Raw data below:

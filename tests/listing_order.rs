//! Listing order and redaction tests
//!
//! - public order: pinned desc, pinned_at asc, category name asc
//! - owner order: pinned desc, pinned_at asc
//! - product order: explicit `order` asc, insertion-stable ties
//! - no read ever exposes the owner identifier

use std::sync::Arc;

use dishboard::listing::ListingReader;
use dishboard::model::{NewRestaurant, Product, RestaurantCategory};
use dishboard::pin::PinManager;
use dishboard::store::{RestaurantTable, StoreError};
use uuid::Uuid;

fn open_table() -> (tempfile::TempDir, Arc<RestaurantTable>) {
    let dir = tempfile::tempdir().unwrap();
    let table = Arc::new(RestaurantTable::open(dir.path()).unwrap());
    (dir, table)
}

fn new_restaurant(name: &str, category: &str, products: Vec<Product>) -> NewRestaurant {
    NewRestaurant {
        name: name.to_string(),
        description: None,
        address: "addr".to_string(),
        shipping_costs: 1.0,
        pinned: false,
        category: RestaurantCategory {
            id: Uuid::new_v4(),
            name: category.to_string(),
        },
        products,
    }
}

fn product(name: &str, order: i32) -> Product {
    Product {
        id: Uuid::new_v4(),
        name: name.to_string(),
        price: 9.0,
        order,
    }
}

/// R1 pinned earlier ranks above R2 pinned later, both above unpinned R3.
#[test]
fn test_public_order_pin_recency() {
    let (_dir, table) = open_table();
    let owner = Uuid::new_v4();
    let pins = PinManager::new(Arc::clone(&table));
    let reader = ListingReader::new(Arc::clone(&table));

    let r1 = table.create(owner, new_restaurant("r1", "Same", Vec::new())).unwrap();
    let r2 = table.create(owner, new_restaurant("r2", "Same", Vec::new())).unwrap();
    table.create(owner, new_restaurant("r3", "Same", Vec::new())).unwrap();

    pins.toggle_pin(owner, r1.id).unwrap();
    pins.toggle_pin(owner, r2.id).unwrap();

    let listing = reader.list_public().unwrap();
    assert_eq!(listing[0].name, "r1");
    assert_eq!(listing[1].name, "r2");
    assert_eq!(listing[2].name, "r3");
}

/// Among unpinned rows the public order falls back to category name.
#[test]
fn test_public_order_category_fallback() {
    let (_dir, table) = open_table();
    let owner = Uuid::new_v4();
    let reader = ListingReader::new(Arc::clone(&table));

    table.create(owner, new_restaurant("s", "Sushi", Vec::new())).unwrap();
    table.create(owner, new_restaurant("b", "Burgers", Vec::new())).unwrap();
    table.create(owner, new_restaurant("p", "Pizza", Vec::new())).unwrap();

    let listing = reader.list_public().unwrap();
    let categories: Vec<&str> = listing.iter().map(|r| r.category.name.as_str()).collect();
    assert_eq!(categories, vec!["Burgers", "Pizza", "Sushi"]);
}

/// The owner listing orders by pin state and recency; categories are
/// arranged adversarially to show they carry no weight there.
#[test]
fn test_owner_order_pinned_first() {
    let (_dir, table) = open_table();
    let owner = Uuid::new_v4();
    let pins = PinManager::new(Arc::clone(&table));
    let reader = ListingReader::new(Arc::clone(&table));

    let late = table.create(owner, new_restaurant("late", "Aaa", Vec::new())).unwrap();
    let early = table.create(owner, new_restaurant("early", "Zzz", Vec::new())).unwrap();
    table.create(owner, new_restaurant("unpinned", "Aaa", Vec::new())).unwrap();

    pins.toggle_pin(owner, early.id).unwrap();
    pins.toggle_pin(owner, late.id).unwrap();

    let listing = reader.list_owner(owner).unwrap();
    assert_eq!(listing[0].name, "early");
    assert_eq!(listing[1].name, "late");
    assert_eq!(listing[2].name, "unpinned");
}

/// The owner listing only contains the actor's rows.
#[test]
fn test_owner_listing_is_scoped() {
    let (_dir, table) = open_table();
    let owner = Uuid::new_v4();
    let other = Uuid::new_v4();
    let reader = ListingReader::new(Arc::clone(&table));

    table.create(owner, new_restaurant("mine", "Cat", Vec::new())).unwrap();
    table.create(other, new_restaurant("theirs", "Cat", Vec::new())).unwrap();

    let listing = reader.list_owner(owner).unwrap();
    assert_eq!(listing.len(), 1);
    assert_eq!(listing[0].name, "mine");
}

/// Products come back in explicit menu order, ties insertion-stable.
#[test]
fn test_single_restaurant_product_order() {
    let (_dir, table) = open_table();
    let owner = Uuid::new_v4();
    let reader = ListingReader::new(Arc::clone(&table));

    let products = vec![
        product("late", 5),
        product("tie-a", 2),
        product("tie-b", 2),
        product("early", 1),
    ];
    let created = table
        .create(owner, new_restaurant("menu", "Cat", products))
        .unwrap();

    let view = reader.get(created.id).unwrap();
    let names: Vec<&str> = view.products.iter().map(|p| p.name.as_str()).collect();
    assert_eq!(names, vec!["early", "tie-a", "tie-b", "late"]);
}

/// Unknown restaurant id on the single view is NotFound.
#[test]
fn test_get_missing_restaurant() {
    let (_dir, table) = open_table();
    let reader = ListingReader::new(Arc::clone(&table));
    let missing = Uuid::new_v4();
    assert_eq!(reader.get(missing).unwrap_err(), StoreError::NotFound(missing));
}

/// Empty table: empty listings, no errors.
#[test]
fn test_empty_collections_are_fine() {
    let (_dir, table) = open_table();
    let reader = ListingReader::new(Arc::clone(&table));
    assert!(reader.list_public().unwrap().is_empty());
    assert!(reader.list_owner(Uuid::new_v4()).unwrap().is_empty());
}

/// No serialized read contains an owner identifier, public or owner-scoped.
#[test]
fn test_reads_redact_owner_id() {
    let (_dir, table) = open_table();
    let owner = Uuid::new_v4();
    let reader = ListingReader::new(Arc::clone(&table));
    let created = table
        .create(owner, new_restaurant("r", "Cat", Vec::new()))
        .unwrap();

    let public = serde_json::to_string(&reader.list_public().unwrap()).unwrap();
    let mine = serde_json::to_string(&reader.list_owner(owner).unwrap()).unwrap();
    let single = serde_json::to_string(&reader.get(created.id).unwrap()).unwrap();

    for body in [public, mine, single] {
        assert!(!body.contains("owner_id"));
        assert!(!body.contains(&owner.to_string()));
    }
}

End of Raw data.

Description of the task: Where a line above holds the string "contains", show that line.

Solution to this exercise:
/// The owner listing only contains the actor's rows.
/// No serialized read contains an owner identifier, public or owner-scoped.
        assert!(!body.contains("owner_id"));
        assert!(!body.contains(&owner.to_string()));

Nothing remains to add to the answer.